#### Work request:
Below are entries. Reproduce exactly the lines between the line holding "pub struct ConvertJob<'a>" and the line holding "let table = SubstTable::read(path)", inclusive, and only those.

***** Exercise input *****

use std::path::{Path, PathBuf};

use anyhow::{bail, Context};
use colored::Colorize;
use tracing::{error, info, warn};

use super::ConvertArgs;
use crate::amazon::AmazonJournal;
use crate::error::{ConvError, Result};
use crate::journal::{Journal, StatementConfig, WriteOptions};
use crate::settings::load_settings;
use crate::subst::SubstTable;

/// `X.csv` becomes `X.ofx`; anything else is refused.
pub fn ofx_path(path: &Path) -> Result<PathBuf> {
    let is_csv = path
        .extension()
        .is_some_and(|ext| ext.eq_ignore_ascii_case("csv"));
    if !is_csv {
        return Err(ConvError::UnsupportedFile(path.display().to_string()));
    }
    Ok(path.with_extension("ofx"))
}

pub struct ConvertJob<'a> {
    pub config: &'a StatementConfig,
    pub amazon: Option<&'a AmazonJournal>,
    pub subst: Option<&'a SubstTable>,
    pub dedupe: bool,
    pub write: WriteOptions,
}

impl ConvertJob<'_> {
    /// Convert one statement. Returns the written path, or `None` when the
    /// statement had nothing to write.
    pub fn convert_file(&self, path: &Path) -> anyhow::Result<Option<PathBuf>> {
        let out = ofx_path(path)?;
        let mut journal = Journal::read_csv(path, self.config, self.amazon, self.subst)
            .with_context(|| format!("reading {}", path.display()))?;
        info!("{}: read {} transactions", path.display(), journal.len());
        for warning in &journal.warnings {
            warn!("{}: {warning}", path.display());
        }
        if self.dedupe {
            let removed = journal.dedupe();
            if removed > 0 {
                info!("{}: dropped {removed} repeated row(s)", path.display());
            }
        }
        let written = journal
            .write_ofx(&out, &self.write)
            .with_context(|| format!("writing {}", out.display()))?;
        Ok(written.then_some(out))
    }
}

pub fn run(args: &ConvertArgs) -> anyhow::Result<()> {
    let settings = load_settings(args.conf.as_deref())?;
    let config = settings.statement_config(&args.issuer, args.timezone.as_deref())?;

    let amazon = match &args.amazon {
        Some(path) => {
            let az = AmazonJournal::read_csv(path)
                .with_context(|| format!("reading order history {}", path.display()))?;
            info!("loaded {} orders from {}", az.len(), path.display());
            Some(az)
        }
        None => None,
    };
    let subst = match &args.subst {
        Some(path) => {
            let table = SubstTable::read(path)
                .with_context(|| format!("reading substitution table {}", path.display()))?;
            info!("loaded {} memo substitutions from {}", table.len(), path.display());
            Some(table)
        }
        None => None,
    };

    let job = ConvertJob {
        config: &config,
        amazon: amazon.as_ref(),
        subst: subst.as_ref(),
        dedupe: args.dedupe,
        write: WriteOptions {
            upper: args.upper,
            from: args.from,
            to: args.to,
        },
    };

    let mut failed = 0usize;
    for path in &args.paths {
        match job.convert_file(path) {
            Ok(Some(out)) => println!("{} {}", "Wrote".green(), out.display()),
            Ok(None) => println!(
                "{} {} (no transactions to write)",
                "Skipped".yellow(),
                path.display()
            ),
            Err(e) => {
                error!("{e:#}");
                failed += 1;
            }
        }
    }

    if failed > 0 {
        bail!("{failed} of {} file(s) failed", args.paths.len());
    }
    Ok(())
}

#[cfg(test)]
mod tests {
    use super::*;
    use crate::fields::FieldMap;
    use crate::models::AccountType;
    use crate::reader::ReaderOptions;

    fn config() -> StatementConfig {
        StatementConfig {
            fields: FieldMap::parse("date,description,amount,memo"),
            encoding: encoding_rs::UTF_8,
            skip_lines: 0,
            header_row: None,
            cardnumber: "0000".to_string(),
            cardname: "CARD".to_string(),
            reader: ReaderOptions {
                account_type: AccountType::Credit,
                ..ReaderOptions::default()
            },
        }
    }

    #[test]
    fn test_ofx_path() {
        assert_eq!(ofx_path(Path::new("a/b.CSV")).unwrap(), PathBuf::from("a/b.ofx"));
        assert!(matches!(
            ofx_path(Path::new("b.txt")),
            Err(ConvError::UnsupportedFile(_))
        ));
        assert!(ofx_path(Path::new("noext")).is_err());
    }

    #[test]
    fn test_convert_file_writes_beside_input() {
        let dir = tempfile::tempdir().unwrap();
        let csv_path = dir.path().join("2023-01.csv");
        std::fs::write(&csv_path, "2023/01/05,SHOP,1200,\n2023/01/05,SHOP,1200,\n").unwrap();
        let cfg = config();
        let job = ConvertJob {
            config: &cfg,
            amazon: None,
            subst: None,
            dedupe: true,
            write: WriteOptions::default(),
        };
        let out = job.convert_file(&csv_path).unwrap().unwrap();
        assert_eq!(out, dir.path().join("2023-01.ofx"));
        let doc = std::fs::read_to_string(&out).unwrap();
        assert_eq!(doc.matches("<STMTTRN>").count(), 1);
        assert!(doc.contains("<BALAMT>-1200\n"));
    }

    #[test]
    fn test_convert_file_with_nothing_to_write() {
        let dir = tempfile::tempdir().unwrap();
        let csv_path = dir.path().join("empty.csv");
        std::fs::write(&csv_path, "2023/01/05,NOTE,0,\n").unwrap();
        let cfg = config();
        let job = ConvertJob {
            config: &cfg,
            amazon: None,
            subst: None,
            dedupe: false,
            write: WriteOptions::default(),
        };
        assert!(job.convert_file(&csv_path).unwrap().is_none());
        assert!(!dir.path().join("empty.ofx").exists());
    }
}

*****

#### Result for this task:
pub struct ConvertJob<'a> {
    pub config: &'a StatementConfig,
    pub amazon: Option<&'a AmazonJournal>,
    pub subst: Option<&'a SubstTable>,
    pub dedupe: bool,
    pub write: WriteOptions,
}

impl ConvertJob<'_> {
    /// Convert one statement. Returns the written path, or `None` when the
    /// statement had nothing to write.
    pub fn convert_file(&self, path: &Path) -> anyhow::Result<Option<PathBuf>> {
        let out = ofx_path(path)?;
        let mut journal = Journal::read_csv(path, self.config, self.amazon, self.subst)
            .with_context(|| format!("reading {}", path.display()))?;
        info!("{}: read {} transactions", path.display(), journal.len());
        for warning in &journal.warnings {
            warn!("{}: {warning}", path.display());
        }
        if self.dedupe {
            let removed = journal.dedupe();
            if removed > 0 {
                info!("{}: dropped {removed} repeated row(s)", path.display());
            }
        }
        let written = journal
            .write_ofx(&out, &self.write)
            .with_context(|| format!("writing {}", out.display()))?;
        Ok(written.then_some(out))
    }
}

pub fn run(args: &ConvertArgs) -> anyhow::Result<()> {
    let settings = load_settings(args.conf.as_deref())?;
    let config = settings.statement_config(&args.issuer, args.timezone.as_deref())?;

    let amazon = match &args.amazon {
        Some(path) => {
            let az = AmazonJournal::read_csv(path)
                .with_context(|| format!("reading order history {}", path.display()))?;
            info!("loaded {} orders from {}", az.len(), path.display());
            Some(az)
        }
        None => None,
    };
    let subst = match &args.subst {
        Some(path) => {
            let table = SubstTable::read(path)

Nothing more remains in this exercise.